Today when we woke up it was pouring down rain. Luckily it didn't last long and by the time we finished breakfast the skies were clear and the temperature would again get into the 90s. In the morning we went to the Villa Monastero. It is probably not as impressive as Villa Carlotta or Villa del Balbionello on the other side of the lake but it was good enough for us. Very impressive gardens. The villa itself was most interesting because it is a shrine to Enrico Fermi who gave a lecture there in 1954. You would think it was his house but he was really only there briefly.

One of the things we noticed about Varenna is that situated at the top of a very steep hill above the town is the Castello de Vezio. There are two ways up and down. There is a shorter/steeper trail from the south end of town by the parking garage. There are also longer but less steep stairs that go from the north end of town near the ferry landing. We chose to go up the hard way which was hot in the mid afternoon. When you get there the castle is OK but they have also turned it into a falconry training center. Every day at 3:30 they have a brief display with the birds taking off and swooping in and out before returning for their mouse snack. We went down the easier way and had a drink watching the ferries load and unload.

For dinner we ate at our hotel.

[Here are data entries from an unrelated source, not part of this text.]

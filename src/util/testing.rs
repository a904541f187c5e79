//! Shared test setup: one global tracing subscriber for the test binary

use std::env;
use std::sync::Once;
use tracing::{debug, info};
use tracing_subscriber::{
    fmt::{self, format::FmtSpan},
    prelude::*,
    EnvFilter,
};

static TEST_SETUP: Once = Once::new();

/// Install the test subscriber once per process.
///
/// `RUST_LOG` wins when set; otherwise everything from this crate is traced,
/// which includes the `cursorkit::access` lines of logging cursors.
pub fn init_test_setup() {
    TEST_SETUP.call_once(|| {
        setup_test_logging();
        info!("Test Setup complete");
    });
}

fn setup_test_logging() {
    let env_filter = env::var("RUST_LOG")
        .ok()
        .and_then(|spec| EnvFilter::try_new(spec).ok())
        .unwrap_or_else(|| EnvFilter::new("cursorkit=trace"));

    let subscriber = tracing_subscriber::registry().with(
        fmt::layer()
            .with_test_writer()
            .with_target(true)
            .with_thread_names(false)
            .with_span_events(FmtSpan::CLOSE)
            .with_filter(env_filter),
    );

    // Only set if we haven't already set a global subscriber
    if tracing::dispatcher::has_been_set() {
        debug!("Tracing subscriber already set");
    } else {
        subscriber.try_init().unwrap_or_else(|e| {
            eprintln!("Error: Failed to set up logging: {}", e);
        });
    }
}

The have an upscale restaurant called Ristorante La Vista and we felt obligated to eat there one night. It was good but we're not really into haute dining so I probably didn't appreciate its finer qualities. I was full when we left which is usually all I care about.


----------



## 3ismagic# (Mar 17, 2011)

Did that schlep up to the castle in Verona 2 years ago with my then 4-year old. Great views. We used it as an excuse to reward ourselves with gelato


----------



## akthorp (Jun 16, 2012)

Day 7- Thursday June 11

On this day we planned to take the train to Milan to see the Last Supper. You have to buy your tickets months in advance as they only let 15 people in every 15 minutes so spaces are limited. We bought the tickets on the Internet and were scheduled for our "viewing" at 11:00. We bought tickets for the train which were about €13 each round trip and caught the 7:37 train which was scheduled to arrive in Milan around 8:30. We made a potentially fatal mistake but got away with it- after you buy your train ticket you have to "validate" it in these yellow boxes at the stations. We didn't know that so we got on the train without validating. We later read if you don't validate your ticket you are liable for a €50 fine but luckily we never even saw a conductor.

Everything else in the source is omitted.